Aykut Polatlı-Gelecek yılların Türkiye'sinin AB'nin belirlediği demokrasi ve hukuk çerçevesinde olacağını da sözlerine ekleyen AB Uzmanı Can Baydarol, önümüzdeki dönemde Türkiye'yi mülteci geçişleri, AB üyeliği için açılan Ekonomik ve Parasal Fasıl ile Gümrük Birliği konuları gündemini meşgul edeceğini belirtti.

Baydarol, 'AB ile Türkiye arasındaki ilişkilerde önümüze çıkacak sorun ya da konular Türkiye'nin önümüzdeki yıldan itibaren gündemini meşgul edecek. Mülteci geçişleri konusu başta olmak üzere daha önce anlaşılan konularda Türkiye'nin beklentilerinin yerine getirilmediğini devlet yetkilileri tarafından dile getiriliyor. Bu yüzden de vize ve geri kabul anlaşması askıda. Bunun akabinde AB'ye üyelik çerçevesinde 17. Fasıl, Ekonomik ve Parasal Fasıl, açıldı. Bunun haricinde yeni bir gündem de AB'nin gerçekleştireceği Gümrük Birliği Anlaşması'na revizyonu. Bunlar AB ile Türkiye arasındaki ilişkilerinde kritik unsurlar olacak' dedi.  
Baydarol, 'AB üyelik için açılan Ekonomik ve Parasal Fasıl maddesi ise Türkiye'nin AB'ye entegrasyonu için olmadığını AB ile Türkiye'nin koordinasyonunun sağlayacağını belirtti '17. fasılın açılması ile para ve mali politikalar daha yakından izlenebilecek ve ülkemize dair doneler elde edilecek' dedi.
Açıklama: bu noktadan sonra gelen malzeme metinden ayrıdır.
use super::*;

mod interactive;
pub use interactive::*;

mod report;
pub use report::*;

mod run;
pub use run::*;

/// All CLI commands available in this binary.
#[derive(clap::Subcommand, Debug)]
pub enum Command {
    /// Print the distances of an intact network.
    #[command(alias = "d")]
    Report(Report),

    /// Replay a scenario file.
    #[command(alias = "r")]
    Run(Run),

    /// Fail and repair lines from the keyboard.
    #[command(alias = "i")]
    Interactive(Interactive),
}

#[derive(clap::Args, Debug)]
pub struct Report {
    /// Path to the network file (JSON or YAML). The demo network is used if omitted.
    path: Option<PathBuf>,
    /// Measure distances from this vertex instead of the power station.
    #[arg(short, long)]
    source: Option<VertexIndex>,
    /// Print the results as JSON (Hint: redirect stdout)
    #[arg(short, long, default_value_t = false)]
    json: bool,
}

#[derive(clap::Args, Debug)]
pub struct Run {
    /// Path to the scenario JSON file.
    path: PathBuf,
    /// Print the results as JSON (Hint: redirect stdout)
    #[arg(short, long, default_value_t = false)]
    json: bool,
}

#[derive(clap::Args, Debug)]
pub struct Interactive {
    /// Path to the network file (JSON or YAML). The demo network is used if omitted.
    path: Option<PathBuf>,
}

impl Command {
    pub fn run(self) {
        match self {
            Command::Report(args) => args.run(),
            Command::Run(args) => args.run(),
            Command::Interactive(args) => args.run(),
        }
    }
}

/// Read the network at `path`, or the demo network, and build a simulator for it.
fn load_simulator(path: Option<PathBuf>, source: Option<VertexIndex>) -> (String, Simulator) {
    let mut file = match path {
        Some(path) => match NetworkFile::read_from_file(&path) {
            Ok(x) => x,
            Err(err) => fatal_error!(1, "Cannot read network {}: {}", path.display(), err),
        },
        None => gridlib::io::demo_network(),
    };
    if source.is_some() {
        file.source = source;
    }
    let name = file.name.take().unwrap_or_else(|| "-".to_string());
    let (network, config) = match file.prepare() {
        Ok(x) => x,
        Err(err) => fatal_error!(1, "Error while parsing network: {}", err),
    };
    let simulator = match Simulator::new(network, config) {
        Ok(x) => x,
        Err(err) => fatal_error!(1, "Cannot start simulation: {}", err),
    };
    (name, simulator)
}

/// Print a distance report with colors: unreachable houses in red.
fn print_report(report: &DistanceReport) {
    println!("{}", format!("Optimal paths from vertex {}:", report.source).bold());
    for entry in report.entries.iter() {
        match report.path_to(entry.vertex) {
            Some(path) => {
                let route = path
                    .iter()
                    .map(|v| v.to_string())
                    .collect::<Vec<_>>()
                    .join(" -> ");
                println!("  {:<36}{}", entry.to_string(), route.dimmed())
            }
            None => println!("  {}", entry.to_string().bold().red()),
        }
    }
}

/// Print the touched line and the recomputed report of a step.
fn print_step(step: &StepOutcome) {
    match (step.operation, step.edge, &step.failure) {
        (_, _, Some(failure)) => println!("{} {}", "REFUSED:".bold().yellow(), failure),
        (Operation::Remove, Some(edge), None) => {
            println!("{} {}", "Line removed:".bold().red(), edge)
        }
        (Operation::Restore, Some(edge), None) => {
            println!("{} {}", "Line restored:".bold().green(), edge)
        }
        (Operation::Reset, _, None) => println!("{}", "Network reset.".bold().green()),
        _ => (),
    }
    print_report(&step.report);
}

fn print_json<T: serde::Serialize>(value: &T) {
    let serialized = match serde_json::to_string_pretty(value) {
        Ok(s) => s,
        Err(e) => fatal_error!(1, "Error while serializing results: {}", e),
    };
    println!("{}", serialized);
}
Bizim diplomalılarımız AB'de çalışamaz

2017 yılında tarım ürünlerinin Gümrük Birliği'ne dahil edilmesi ve kamu kurumları ihalelerine yurtdışı firmaların da katılabilmesinin hedeflendiğini de anlatan Can Baydarol, 'Bu konuda hükümet, Ekonomi Bakanlığı'na onay verdi. Bu ilişki hizmet sektörünü de etkileyecek. Mühendislik doktor hemşire gibi o hizmet için diploması alanların da diplomalarını karşılıklı olarak tanınması da söz konusu olabilecek. Ama bizim mühendisimiz gidip Almanya'da çalışabilir mi 'Hayır'. Endişem; eğer biz eğitim sistemimizi buna uyarlayamazsak yurtdışındaki sertifikalı mühendisler bizim mühendislerimizi kendi ülkemizden kovalar. Kamu ihalelerinin karşılıklı serbestleştirilmesinde ise biz o kadar şeffaflaşmayı sevmiyoruz. Çünkü açılan her ihalede, ihale kanunu değişiyor. Yani önümüzdeki yıl bambaşka bir ekonomi gündemi ile tartışır olacağız.'


AB Düyun-u Umumiye'yi yaşıyor

AB'nin kendi içerisinde de bir çok sorunla uğraştığını dile getiren Baydarol, AB'nin euroya geçişte ters bir politika izlediğini belirterek, 'AB önce bir devlet olarak ortaya çıkıp para sistemi ondan sonra belirlenmeliydi. AB önce parayı çıkardı geresini ise zamana bıraktı. Her devlet kendi ekonomik politikalarını, harcamalarını kendisi belirlemeye devam etti. Bu yanlış bir adımdı. Bu nedenle AB kendi içerisinde ekonomik sorunlar yaşamakta. Bunun en büyük örneği Yunanistan. Euro bölgesine geçen Yunanistan'ın kredi derecelendirilme kuruluşları tarafında en güvenilir ve yatırım yapılabilir oran olan AAA yükseltmesi ile Yunanistan neredeyse dünyadan faizsiz borç aldı. Ödeme günü geldiğinde elde para yoktu. Bu durum kocanın 100 bin lira kazanırken evdeki hanımın 150 bin lira harcamasıdır. Bu nedenle AB şu anda bizim Düyun-u Umumiye'yi yaşadığımız bir süreci yaşıyor' diye konuştu.